> [Task instructions]:
Look for the word "Some" in the material below, then report each line where it occurs.

> [Data provided]:
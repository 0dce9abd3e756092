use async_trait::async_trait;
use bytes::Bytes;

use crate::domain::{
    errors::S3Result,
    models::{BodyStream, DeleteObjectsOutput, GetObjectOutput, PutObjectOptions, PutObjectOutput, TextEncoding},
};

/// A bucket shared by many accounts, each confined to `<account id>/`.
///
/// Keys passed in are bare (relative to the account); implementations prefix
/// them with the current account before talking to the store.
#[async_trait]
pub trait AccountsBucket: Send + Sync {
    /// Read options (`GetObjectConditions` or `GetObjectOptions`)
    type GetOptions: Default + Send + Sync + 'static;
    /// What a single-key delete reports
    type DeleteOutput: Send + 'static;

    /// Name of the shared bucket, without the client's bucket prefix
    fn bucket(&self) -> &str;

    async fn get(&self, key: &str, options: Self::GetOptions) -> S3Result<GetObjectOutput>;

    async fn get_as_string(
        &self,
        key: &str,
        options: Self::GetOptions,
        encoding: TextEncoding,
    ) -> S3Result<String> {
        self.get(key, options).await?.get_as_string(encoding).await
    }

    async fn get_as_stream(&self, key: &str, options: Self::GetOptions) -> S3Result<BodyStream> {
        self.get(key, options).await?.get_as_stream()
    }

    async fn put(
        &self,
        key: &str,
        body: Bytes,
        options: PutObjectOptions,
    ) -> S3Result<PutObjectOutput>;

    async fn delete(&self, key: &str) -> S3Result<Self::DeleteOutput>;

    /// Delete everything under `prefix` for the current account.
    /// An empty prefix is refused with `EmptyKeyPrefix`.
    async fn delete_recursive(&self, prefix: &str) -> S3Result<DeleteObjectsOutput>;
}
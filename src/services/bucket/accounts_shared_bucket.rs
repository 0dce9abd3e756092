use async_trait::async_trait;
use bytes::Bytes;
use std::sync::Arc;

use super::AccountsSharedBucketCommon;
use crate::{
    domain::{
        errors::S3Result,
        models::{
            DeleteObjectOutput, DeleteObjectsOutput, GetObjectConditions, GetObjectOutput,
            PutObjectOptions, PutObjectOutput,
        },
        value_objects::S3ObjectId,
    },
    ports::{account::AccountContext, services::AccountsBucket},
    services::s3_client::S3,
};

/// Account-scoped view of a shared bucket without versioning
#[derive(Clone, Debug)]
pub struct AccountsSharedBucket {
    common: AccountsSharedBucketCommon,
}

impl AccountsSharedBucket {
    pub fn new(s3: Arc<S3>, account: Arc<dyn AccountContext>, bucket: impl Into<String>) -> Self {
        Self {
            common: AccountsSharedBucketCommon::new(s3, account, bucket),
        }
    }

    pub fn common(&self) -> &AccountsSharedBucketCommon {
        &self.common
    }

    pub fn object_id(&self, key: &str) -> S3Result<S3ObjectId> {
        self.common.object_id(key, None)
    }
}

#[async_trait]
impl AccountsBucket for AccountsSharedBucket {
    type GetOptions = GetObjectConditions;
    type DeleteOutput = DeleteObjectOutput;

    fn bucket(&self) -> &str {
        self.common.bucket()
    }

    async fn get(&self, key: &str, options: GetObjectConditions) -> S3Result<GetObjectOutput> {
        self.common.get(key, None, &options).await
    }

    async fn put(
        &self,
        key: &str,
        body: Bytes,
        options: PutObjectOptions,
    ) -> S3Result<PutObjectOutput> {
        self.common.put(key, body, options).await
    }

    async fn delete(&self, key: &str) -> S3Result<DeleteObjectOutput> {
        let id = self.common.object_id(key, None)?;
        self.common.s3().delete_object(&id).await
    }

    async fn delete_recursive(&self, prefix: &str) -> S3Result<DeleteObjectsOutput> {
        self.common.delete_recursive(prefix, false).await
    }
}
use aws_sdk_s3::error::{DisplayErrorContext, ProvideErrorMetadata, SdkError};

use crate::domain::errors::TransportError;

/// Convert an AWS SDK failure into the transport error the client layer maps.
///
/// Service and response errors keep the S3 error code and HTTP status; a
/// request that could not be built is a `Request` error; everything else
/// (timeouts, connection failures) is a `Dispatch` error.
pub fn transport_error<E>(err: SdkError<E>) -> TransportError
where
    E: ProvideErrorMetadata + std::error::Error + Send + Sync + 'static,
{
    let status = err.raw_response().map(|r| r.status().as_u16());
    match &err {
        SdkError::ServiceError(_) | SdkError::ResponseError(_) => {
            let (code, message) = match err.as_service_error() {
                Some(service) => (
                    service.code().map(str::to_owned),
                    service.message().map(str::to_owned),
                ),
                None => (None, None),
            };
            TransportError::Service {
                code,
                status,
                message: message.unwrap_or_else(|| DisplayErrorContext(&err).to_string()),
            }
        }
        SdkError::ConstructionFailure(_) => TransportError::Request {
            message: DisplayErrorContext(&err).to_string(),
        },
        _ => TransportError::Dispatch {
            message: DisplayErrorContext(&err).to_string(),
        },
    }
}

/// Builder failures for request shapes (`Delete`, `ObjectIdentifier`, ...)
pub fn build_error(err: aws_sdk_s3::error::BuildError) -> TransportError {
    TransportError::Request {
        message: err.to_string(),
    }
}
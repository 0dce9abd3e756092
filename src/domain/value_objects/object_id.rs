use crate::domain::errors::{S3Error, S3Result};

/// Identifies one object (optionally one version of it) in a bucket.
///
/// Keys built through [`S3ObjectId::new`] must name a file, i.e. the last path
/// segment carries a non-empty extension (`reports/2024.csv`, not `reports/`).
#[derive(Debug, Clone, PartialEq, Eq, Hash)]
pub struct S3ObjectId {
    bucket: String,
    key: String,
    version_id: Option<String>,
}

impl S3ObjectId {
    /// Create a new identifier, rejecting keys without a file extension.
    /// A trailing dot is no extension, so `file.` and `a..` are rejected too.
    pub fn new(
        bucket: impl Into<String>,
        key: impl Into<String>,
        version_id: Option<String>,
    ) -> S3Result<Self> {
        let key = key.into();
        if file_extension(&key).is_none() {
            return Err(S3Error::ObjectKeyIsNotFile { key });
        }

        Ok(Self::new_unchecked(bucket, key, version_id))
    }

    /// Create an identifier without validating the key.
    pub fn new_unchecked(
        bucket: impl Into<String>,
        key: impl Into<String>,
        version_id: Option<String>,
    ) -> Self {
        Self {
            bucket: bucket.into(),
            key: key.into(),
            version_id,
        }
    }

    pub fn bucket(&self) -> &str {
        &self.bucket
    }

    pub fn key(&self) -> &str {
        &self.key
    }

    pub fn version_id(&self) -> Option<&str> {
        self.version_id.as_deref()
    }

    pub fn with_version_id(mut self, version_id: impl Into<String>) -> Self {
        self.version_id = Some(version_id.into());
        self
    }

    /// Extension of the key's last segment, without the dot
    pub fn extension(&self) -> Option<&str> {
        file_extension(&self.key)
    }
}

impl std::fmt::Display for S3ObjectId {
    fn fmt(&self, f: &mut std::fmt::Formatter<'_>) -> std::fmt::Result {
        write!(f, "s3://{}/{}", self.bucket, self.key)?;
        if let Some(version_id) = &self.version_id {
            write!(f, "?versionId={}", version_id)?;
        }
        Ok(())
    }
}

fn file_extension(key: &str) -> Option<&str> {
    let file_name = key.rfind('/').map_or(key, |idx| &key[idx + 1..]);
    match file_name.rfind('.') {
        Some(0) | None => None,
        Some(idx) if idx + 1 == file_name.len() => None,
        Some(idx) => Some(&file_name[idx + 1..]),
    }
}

> [Finished exercise]:
                Some(service) => (
        self.version_id = Some(version_id.into());
        if let Some(version_id) = &self.version_id {
        Some(0) | None => None,
        Some(idx) if idx + 1 == file_name.len() => None,
        Some(idx) => Some(&file_name[idx + 1..]),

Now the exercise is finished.